General characteristics
- Type: Tugboat
- Displacement: 800 long tons (813 t)
- Length: 141 ft 4 in (43.08 m)
- Beam: 27 ft 6 in (8.38 m)
- Draft: 14 ft 1 in (4.29 m)
- Speed: 12 knots (22 km/h; 14 mph)

= USS Navajo (AT-52) =

Tugboat of the United States Navy

USS Navajo (AT-52) was a tug built in 1907 by Neafie & Levy, Philadelphia, Pennsylvania, purchased by the United States Navy on 21 November 1907 and commissioned on 17 March 1908 as Fleet Tug No.52.

== Pacific Ocean operations==
Assigned to Pearl Harbor, Navajo operated in the Hawaiian Islands throughout her Naval career, performing towing and docking operations. On 17 July 1920 she was reclassified as AT-52.

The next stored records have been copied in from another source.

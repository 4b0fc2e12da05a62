//! Handler-level tests for the HTTP contract: envelopes, status codes,
//! role gates, and the guardrail hooks in the hold path.

use std::sync::Arc;

use axum::body::Body;
use axum::http::{Request, StatusCode};
use axum::Router;
use centime_api::config::ServerConfig;
use centime_api::{routes, state::AppState};
use centime_core::guardrail::PER_TURN_TOKEN_CAP;
use centime_db::models::alert::AlertQuery;
use centime_db::repositories::AlertRepo;
use http_body_util::BodyExt;
use serde_json::{json, Value};
use sqlx::PgPool;
use tower::ServiceExt;

// ---------------------------------------------------------------------------
// Helpers
// ---------------------------------------------------------------------------

fn test_config() -> ServerConfig {
    ServerConfig {
        host: "127.0.0.1".to_string(),
        port: 0,
        cors_origins: vec![],
        request_timeout_secs: 30,
    }
}

fn app(pool: PgPool) -> Router {
    let state = AppState {
        pool,
        config: Arc::new(test_config()),
    };
    Router::new()
        .merge(routes::health::router())
        .nest("/api/v1", routes::api_routes())
        .with_state(state)
}

fn request(method: &str, uri: &str, role: Option<(&str, i64)>, body: Option<Value>) -> Request<Body> {
    let mut builder = Request::builder().method(method).uri(uri);
    if let Some((role, user_id)) = role {
        builder = builder
            .header("x-user-id", user_id.to_string())
            .header("x-user-role", role);
    }
    match body {
        Some(v) => builder
            .header("content-type", "application/json")
            .body(Body::from(v.to_string()))
            .unwrap(),
        None => builder.body(Body::empty()).unwrap(),
    }
}

async fn body_json(response: axum::response::Response) -> Value {
    let bytes = response.into_body().collect().await.unwrap().to_bytes();
    serde_json::from_slice(&bytes).unwrap()
}

async fn credit(app: &Router, user_id: i64, amount: i64, ref_id: &str) {
    let response = app
        .clone()
        .oneshot(request(
            "POST",
            "/api/v1/ledger/credit",
            Some(("service", 500)),
            Some(json!({
                "user_id": user_id,
                "amount_tokens": amount,
                "source": "recharge",
                "ref_id": ref_id,
            })),
        ))
        .await
        .unwrap();
    assert_eq!(response.status(), StatusCode::OK);
}

// ---------------------------------------------------------------------------
// Health
// ---------------------------------------------------------------------------

#[sqlx::test(migrations = "../../db/migrations")]
async fn health_reports_ok(pool: PgPool) {
    let app = app(pool);
    let response = app
        .oneshot(request("GET", "/health", None, None))
        .await
        .unwrap();

    assert_eq!(response.status(), StatusCode::OK);
    let body = body_json(response).await;
    assert_eq!(body["status"], "ok");
    assert_eq!(body["db_healthy"], true);
}

// ---------------------------------------------------------------------------
// Identity and role gates
// ---------------------------------------------------------------------------

#[sqlx::test(migrations = "../../db/migrations")]
async fn missing_identity_is_unauthorized(pool: PgPool) {
    let app = app(pool);
    let response = app
        .oneshot(request(
            "POST",
            "/api/v1/ledger/credit",
            None,
            Some(json!({
                "user_id": 1,
                "amount_tokens": 100,
                "source": "recharge",
                "ref_id": "r-1",
            })),
        ))
        .await
        .unwrap();

    assert_eq!(response.status(), StatusCode::UNAUTHORIZED);
    assert_eq!(body_json(response).await["code"], "UNAUTHORIZED");
}

#[sqlx::test(migrations = "../../db/migrations")]
async fn end_users_cannot_mutate_the_ledger(pool: PgPool) {
    let app = app(pool);
    let response = app
        .oneshot(request(
            "POST",
            "/api/v1/ledger/credit",
            Some(("user", 1)),
            Some(json!({
                "user_id": 1,
                "amount_tokens": 100,
                "source": "recharge",
                "ref_id": "r-1",
            })),
        ))
        .await
        .unwrap();

    assert_eq!(response.status(), StatusCode::FORBIDDEN);
}

#[sqlx::test(migrations = "../../db/migrations")]
async fn users_read_only_their_own_balance(pool: PgPool) {
    let app = app(pool);
    credit(&app, 1, 1000, "r-1").await;

    let own = app
        .clone()
        .oneshot(request("GET", "/api/v1/wallets/1/balance", Some(("user", 1)), None))
        .await
        .unwrap();
    assert_eq!(own.status(), StatusCode::OK);
    let body = body_json(own).await;
    assert_eq!(body["data"]["token_balance"], 1000);
    assert_eq!(body["data"]["spendable"], 1000);

    let other = app
        .oneshot(request("GET", "/api/v1/wallets/1/balance", Some(("user", 2)), None))
        .await
        .unwrap();
    assert_eq!(other.status(), StatusCode::FORBIDDEN);
}

// ---------------------------------------------------------------------------
// Ledger flows over HTTP
// ---------------------------------------------------------------------------

#[sqlx::test(migrations = "../../db/migrations")]
async fn duplicate_webhook_is_absorbed_over_http(pool: PgPool) {
    let app = app(pool);

    let payload = json!({
        "user_id": 1,
        "amount_tokens": 15_000,
        "source": "plan_allocation",
        "ref_id": "alloc-2024-01",
    });
    let first = app
        .clone()
        .oneshot(request(
            "POST",
            "/api/v1/ledger/credit",
            Some(("service", 500)),
            Some(payload.clone()),
        ))
        .await
        .unwrap();
    assert_eq!(body_json(first).await["data"]["credited"], 15_000);

    let second = app
        .oneshot(request(
            "POST",
            "/api/v1/ledger/credit",
            Some(("service", 500)),
            Some(payload),
        ))
        .await
        .unwrap();
    assert_eq!(second.status(), StatusCode::OK);
    let body = body_json(second).await;
    assert_eq!(body["data"]["idempotent"], true);
    assert_eq!(body["data"]["credited"], 0);
    assert_eq!(body["data"]["balance"], 15_000);
}

#[sqlx::test(migrations = "../../db/migrations")]
async fn refused_hold_returns_402_and_raises_an_alert(pool: PgPool) {
    let app = app(pool.clone());
    credit(&app, 1, 500, "r-1").await;

    let response = app
        .oneshot(request(
            "POST",
            "/api/v1/ledger/holds",
            Some(("service", 500)),
            Some(json!({
                "user_id": 1,
                "amount_tokens": 800,
                "ref_id": "turn-1",
                "provider": "openai",
                "model": "gpt-4o",
            })),
        ))
        .await
        .unwrap();

    assert_eq!(response.status(), StatusCode::PAYMENT_REQUIRED);
    assert_eq!(body_json(response).await["code"], "INSUFFICIENT_BALANCE");

    // The caller-side guardrail recorded the refusal.
    let alerts = AlertRepo::query(
        &pool,
        &AlertQuery {
            alert_type: Some("insufficient_tokens".to_string()),
            user_id: Some(1),
            ..Default::default()
        },
    )
    .await
    .unwrap();
    assert_eq!(alerts.len(), 1);
    assert_eq!(alerts[0].meta["required"], 800);
    assert_eq!(alerts[0].meta["spendable"], 500);
}

#[sqlx::test(migrations = "../../db/migrations")]
async fn oversized_request_hits_the_turn_cap(pool: PgPool) {
    let app = app(pool.clone());
    credit(&app, 1, 1_000_000, "r-1").await;

    let response = app
        .oneshot(request(
            "POST",
            "/api/v1/ledger/holds",
            Some(("service", 500)),
            Some(json!({
                "user_id": 1,
                "amount_tokens": PER_TURN_TOKEN_CAP + 1,
                "ref_id": "turn-big",
            })),
        ))
        .await
        .unwrap();

    assert_eq!(response.status(), StatusCode::UNPROCESSABLE_ENTITY);
    assert_eq!(body_json(response).await["code"], "CAP_EXCEEDED");

    let alerts = AlertRepo::query(
        &pool,
        &AlertQuery {
            alert_type: Some("cap_exceeded".to_string()),
            ..Default::default()
        },
    )
    .await
    .unwrap();
    assert_eq!(alerts.len(), 1);
}

#[sqlx::test(migrations = "../../db/migrations")]
async fn hold_then_release_settles_actuals(pool: PgPool) {
    let app = app(pool);
    credit(&app, 1, 5000, "r-1").await;

    let hold = app
        .clone()
        .oneshot(request(
            "POST",
            "/api/v1/ledger/holds",
            Some(("service", 500)),
            Some(json!({
                "user_id": 1,
                "amount_tokens": 1000,
                "ref_id": "turn-1",
            })),
        ))
        .await
        .unwrap();
    assert_eq!(hold.status(), StatusCode::OK);

    let release = app
        .oneshot(request(
            "POST",
            "/api/v1/ledger/holds/turn-1/release",
            Some(("service", 500)),
            Some(json!({
                "user_id": 1,
                "actual_amount_tokens": 650,
            })),
        ))
        .await
        .unwrap();
    assert_eq!(release.status(), StatusCode::OK);
    let body = body_json(release).await;
    assert_eq!(body["data"]["released"], 1000);
    assert_eq!(body["data"]["settled"], 650);
    assert_eq!(body["data"]["balance"], 4350);
    assert_eq!(body["data"]["hold_amount"], 0);
}

#[sqlx::test(migrations = "../../db/migrations")]
async fn adjustment_requires_a_reason(pool: PgPool) {
    let app = app(pool);

    let response = app
        .oneshot(request(
            "POST",
            "/api/v1/ledger/adjust",
            Some(("admin", 99)),
            Some(json!({
                "user_id": 1,
                "amount_tokens": 100,
                "reason": "  ",
            })),
        ))
        .await
        .unwrap();

    assert_eq!(response.status(), StatusCode::BAD_REQUEST);
}

// ---------------------------------------------------------------------------
// Pricing over HTTP
// ---------------------------------------------------------------------------

#[sqlx::test(migrations = "../../db/migrations")]
async fn overlapping_pricing_window_is_a_conflict(pool: PgPool) {
    let app = app(pool);

    let create = |from: &str| {
        json!({
            "provider": "openai",
            "model": "gpt-4o",
            "currency": "USD",
            "input_per_1k_cents": 30,
            "output_per_1k_cents": 60,
            "effective_from": from,
        })
    };

    let first = app
        .clone()
        .oneshot(request(
            "POST",
            "/api/v1/admin/pricing",
            Some(("admin", 99)),
            Some(create("2024-01-01T00:00:00Z")),
        ))
        .await
        .unwrap();
    assert_eq!(first.status(), StatusCode::OK);

    let second = app
        .oneshot(request(
            "POST",
            "/api/v1/admin/pricing",
            Some(("admin", 99)),
            Some(create("2024-06-01T00:00:00Z")),
        ))
        .await
        .unwrap();
    assert_eq!(second.status(), StatusCode::CONFLICT);
    assert_eq!(body_json(second).await["code"], "OVERLAPPING_PRICING_WINDOW");
}

#[sqlx::test(migrations = "../../db/migrations")]
async fn quote_prices_a_usage_pair(pool: PgPool) {
    let app = app(pool);

    app.clone()
        .oneshot(request(
            "POST",
            "/api/v1/admin/pricing",
            Some(("admin", 99)),
            Some(json!({
                "provider": "openai",
                "model": "gpt-4o",
                "currency": "USD",
                "input_per_1k_cents": 30,
                "output_per_1k_cents": 60,
                "effective_from": "2024-01-01T00:00:00Z",
            })),
        ))
        .await
        .unwrap();

    let response = app
        .oneshot(request(
            "GET",
            "/api/v1/pricing/quote?provider=openai&model=gpt-4o&currency=USD&tokens_in=2000&tokens_out=1000",
            Some(("user", 1)),
            None,
        ))
        .await
        .unwrap();
    assert_eq!(response.status(), StatusCode::OK);
    assert_eq!(body_json(response).await["data"]["cost_cents"], 120);
}

#[sqlx::test(migrations = "../../db/migrations")]
async fn unpriced_usage_is_rejected(pool: PgPool) {
    let app = app(pool);

    let response = app
        .oneshot(request(
            "GET",
            "/api/v1/pricing/resolve?provider=openai&model=gpt-4o&currency=USD",
            Some(("user", 1)),
            None,
        ))
        .await
        .unwrap();

    assert_eq!(response.status(), StatusCode::UNPROCESSABLE_ENTITY);
    assert_eq!(body_json(response).await["code"], "NO_PRICE_FOR_WINDOW");
}
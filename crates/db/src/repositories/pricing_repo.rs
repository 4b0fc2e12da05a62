//! Repository for the `pricing_entries` table.
//!
//! Windows are half-open `[effective_from, effective_to)`. Retirement
//! closes a window rather than deleting the row, preserving historical
//! auditability: any past charge can be re-priced from the table.

use centime_core::pricing::{windows_overlap, PricingError};
use centime_core::types::{DbId, Timestamp};
use chrono::Utc;
use sqlx::PgPool;

use crate::models::pricing::{CreatePricingEntry, PricingEntry, UpdatePricingEntry};

/// Column list shared across queries to avoid repetition.
const COLUMNS: &str = "id, provider, model, currency, input_per_1k_cents, \
    output_per_1k_cents, effective_from, effective_to, created_at, updated_at";

/// Provides price resolution and the admin write surface.
pub struct PricingRepo;

impl PricingRepo {
    /// Resolve the price whose window contains `at`.
    ///
    /// Fails with `NoPriceForWindow` when no entry matches; callers must
    /// refuse to bill rather than guess.
    pub async fn resolve(
        pool: &PgPool,
        provider: &str,
        model: &str,
        currency: &str,
        at: Timestamp,
    ) -> Result<PricingEntry, PricingError> {
        let query = format!(
            "SELECT {COLUMNS} FROM pricing_entries
             WHERE provider = $1 AND model = $2 AND currency = $3
               AND effective_from <= $4
               AND (effective_to IS NULL OR effective_to > $4)
             ORDER BY effective_from DESC
             LIMIT 1"
        );
        sqlx::query_as::<_, PricingEntry>(&query)
            .bind(provider)
            .bind(model)
            .bind(currency)
            .bind(at)
            .fetch_optional(pool)
            .await
            .map_err(storage)?
            .ok_or_else(|| PricingError::NoPriceForWindow {
                provider: provider.to_string(),
                model: model.to_string(),
                currency: currency.to_string(),
                at,
            })
    }

    /// Find an entry by its primary key.
    pub async fn find_by_id(pool: &PgPool, id: DbId) -> Result<Option<PricingEntry>, sqlx::Error> {
        let query = format!("SELECT {COLUMNS} FROM pricing_entries WHERE id = $1");
        sqlx::query_as::<_, PricingEntry>(&query)
            .bind(id)
            .fetch_optional(pool)
            .await
    }

    /// List all entries grouped by tuple, newest window first.
    pub async fn list_all(pool: &PgPool) -> Result<Vec<PricingEntry>, sqlx::Error> {
        let query = format!(
            "SELECT {COLUMNS} FROM pricing_entries
             ORDER BY provider, model, currency, effective_from DESC"
        );
        sqlx::query_as::<_, PricingEntry>(&query).fetch_all(pool).await
    }

    /// Create an entry after rejecting window overlaps for the tuple.
    pub async fn create(
        pool: &PgPool,
        input: &CreatePricingEntry,
    ) -> Result<PricingEntry, PricingError> {
        let from = input.effective_from.unwrap_or_else(Utc::now);
        check_window(from, input.effective_to)?;

        let existing =
            Self::entries_for_tuple(pool, &input.provider, &input.model, &input.currency)
                .await
                .map_err(storage)?;
        if let Some(conflicting_id) = find_conflict(&existing, from, input.effective_to, None) {
            return Err(PricingError::OverlappingWindow { conflicting_id });
        }

        let query = format!(
            "INSERT INTO pricing_entries
                (provider, model, currency, input_per_1k_cents,
                 output_per_1k_cents, effective_from, effective_to)
             VALUES ($1, $2, $3, $4, $5, $6, $7)
             RETURNING {COLUMNS}"
        );
        sqlx::query_as::<_, PricingEntry>(&query)
            .bind(&input.provider)
            .bind(&input.model)
            .bind(&input.currency)
            .bind(input.input_per_1k_cents)
            .bind(input.output_per_1k_cents)
            .bind(from)
            .bind(input.effective_to)
            .fetch_one(pool)
            .await
            .map_err(storage)
    }

    /// Update an entry. Window changes re-run the overlap check against
    /// the tuple's other entries. Returns `None` for an unknown id.
    pub async fn update(
        pool: &PgPool,
        id: DbId,
        input: &UpdatePricingEntry,
    ) -> Result<Option<PricingEntry>, PricingError> {
        let Some(current) = Self::find_by_id(pool, id).await.map_err(storage)? else {
            return Ok(None);
        };

        let from = input.effective_from.unwrap_or(current.effective_from);
        let to = input.effective_to.or(current.effective_to);
        check_window(from, to)?;

        let entries =
            Self::entries_for_tuple(pool, &current.provider, &current.model, &current.currency)
                .await
                .map_err(storage)?;
        if let Some(conflicting_id) = find_conflict(&entries, from, to, Some(id)) {
            return Err(PricingError::OverlappingWindow { conflicting_id });
        }

        let query = format!(
            "UPDATE pricing_entries SET
                input_per_1k_cents = COALESCE($2, input_per_1k_cents),
                output_per_1k_cents = COALESCE($3, output_per_1k_cents),
                effective_from = $4,
                effective_to = $5,
                updated_at = NOW()
             WHERE id = $1
             RETURNING {COLUMNS}"
        );
        sqlx::query_as::<_, PricingEntry>(&query)
            .bind(id)
            .bind(input.input_per_1k_cents)
            .bind(input.output_per_1k_cents)
            .bind(from)
            .bind(to)
            .fetch_optional(pool)
            .await
            .map_err(storage)
    }

    /// Close an entry's window at now.
    ///
    /// Idempotent: retiring an already-retired entry returns it unchanged.
    /// Returns `None` for an unknown id.
    pub async fn retire(pool: &PgPool, id: DbId) -> Result<Option<PricingEntry>, PricingError> {
        let query = format!(
            "UPDATE pricing_entries SET effective_to = NOW(), updated_at = NOW()
             WHERE id = $1 AND effective_to IS NULL
             RETURNING {COLUMNS}"
        );
        let retired = sqlx::query_as::<_, PricingEntry>(&query)
            .bind(id)
            .fetch_optional(pool)
            .await
            .map_err(storage)?;

        match retired {
            Some(entry) => Ok(Some(entry)),
            // Already retired (no-op) or unknown id.
            None => Self::find_by_id(pool, id).await.map_err(storage),
        }
    }

    /// All entries for a (provider, model, currency) tuple.
    async fn entries_for_tuple(
        pool: &PgPool,
        provider: &str,
        model: &str,
        currency: &str,
    ) -> Result<Vec<PricingEntry>, sqlx::Error> {
        let query = format!(
            "SELECT {COLUMNS} FROM pricing_entries
             WHERE provider = $1 AND model = $2 AND currency = $3
             ORDER BY effective_from"
        );
        sqlx::query_as::<_, PricingEntry>(&query)
            .bind(provider)
            .bind(model)
            .bind(currency)
            .fetch_all(pool)
            .await
    }
}

// ---------------------------------------------------------------------------
// Helpers
// ---------------------------------------------------------------------------

fn storage(e: sqlx::Error) -> PricingError {
    PricingError::Unavailable(e.to_string())
}

/// Reject a window that ends at or before it starts.
fn check_window(from: Timestamp, to: Option<Timestamp>) -> Result<(), PricingError> {
    if let Some(to) = to {
        if to <= from {
            return Err(PricingError::InvalidWindow(format!(
                "effective_to {to} must be after effective_from {from}"
            )));
        }
    }
    Ok(())
}

/// First committed entry whose window overlaps the candidate, skipping
/// `exclude` (the entry being updated).
fn find_conflict(
    entries: &[PricingEntry],
    from: Timestamp,
    to: Option<Timestamp>,
    exclude: Option<DbId>,
) -> Option<DbId> {
    entries
        .iter()
        .filter(|e| exclude.map_or(true, |x| e.id != x))
        .find(|e| windows_overlap(e.effective_from, e.effective_to, from, to))
        .map(|e| e.id)
}
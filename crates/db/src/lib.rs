//! Database layer: connection pool, migrations, models, and repositories.
//!
//! All wallet mutation goes through [`repositories::LedgerRepo`]; the other
//! repositories are read paths plus the alert and pricing write surfaces.

pub mod models;
pub mod repositories;

use sqlx::postgres::PgPoolOptions;

pub type DbPool = sqlx::PgPool;

/// Create a connection pool from a database URL.
pub async fn create_pool(database_url: &str) -> Result<DbPool, sqlx::Error> {
    PgPoolOptions::new()
        .max_connections(20)
        .connect(database_url)
        .await
}

/// Cheap connectivity probe used by the health endpoint.
pub async fn health_check(pool: &DbPool) -> Result<(), sqlx::Error> {
    sqlx::query("SELECT 1").execute(pool).await.map(|_| ())
}

/// Apply pending migrations from `db/migrations`.
pub async fn run_migrations(pool: &DbPool) -> Result<(), sqlx::migrate::MigrateError> {
    sqlx::migrate!("../../db/migrations").run(pool).await
}
//! Handlers for transaction log queries.

use axum::extract::{Query, State};
use axum::response::IntoResponse;
use axum::Json;
use centime_db::models::transaction::TransactionQuery;
use centime_db::repositories::TransactionRepo;

use crate::error::AppResult;
use crate::middleware::identity::RequireAdmin;
use crate::response::DataResponse;
use crate::state::AppState;

/// GET /transactions
///
/// Filtered, cursor-paginated view of the append-only log, newest first.
/// Admin only.
pub async fn list_transactions(
    State(state): State<AppState>,
    RequireAdmin(_caller): RequireAdmin,
    Query(params): Query<TransactionQuery>,
) -> AppResult<impl IntoResponse> {
    let page = TransactionRepo::query(&state.pool, &params).await?;
    Ok(Json(DataResponse { data: page }))
}
//! Repository layer.
//!
//! Each repository is a zero-sized struct providing async methods that
//! accept `&PgPool` as the first argument. [`LedgerRepo`] is the only
//! writer of ledger transactions and wallet counters; everything else is
//! a read path or the alert/pricing admin surface.

pub mod alert_repo;
pub mod ledger_repo;
pub mod pricing_repo;
pub mod transaction_repo;
pub mod wallet_repo;

pub use alert_repo::AlertRepo;
pub use ledger_repo::LedgerRepo;
pub use pricing_repo::PricingRepo;
pub use transaction_repo::TransactionRepo;
pub use wallet_repo::WalletRepo;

In 1922, Water Barge #10, while in tow by Navajo, collided with the submarine . With a hole in her bow, the barge sank within minutes. The gallant action of men from Navajo resulted in rescue of the barge's three-man crew. After decommissioning, Navajo was struck from the Navy List on 24 April 1937.

== Restored to duty ==
Navajo was restored to the list as IX–56 on 14 January 1942, and she served in a decommissioned status at the Navy Yard at Pearl Harbor. She was placed in service on 15 March 1942 and continued operations in the 14th Naval District throughout World War II.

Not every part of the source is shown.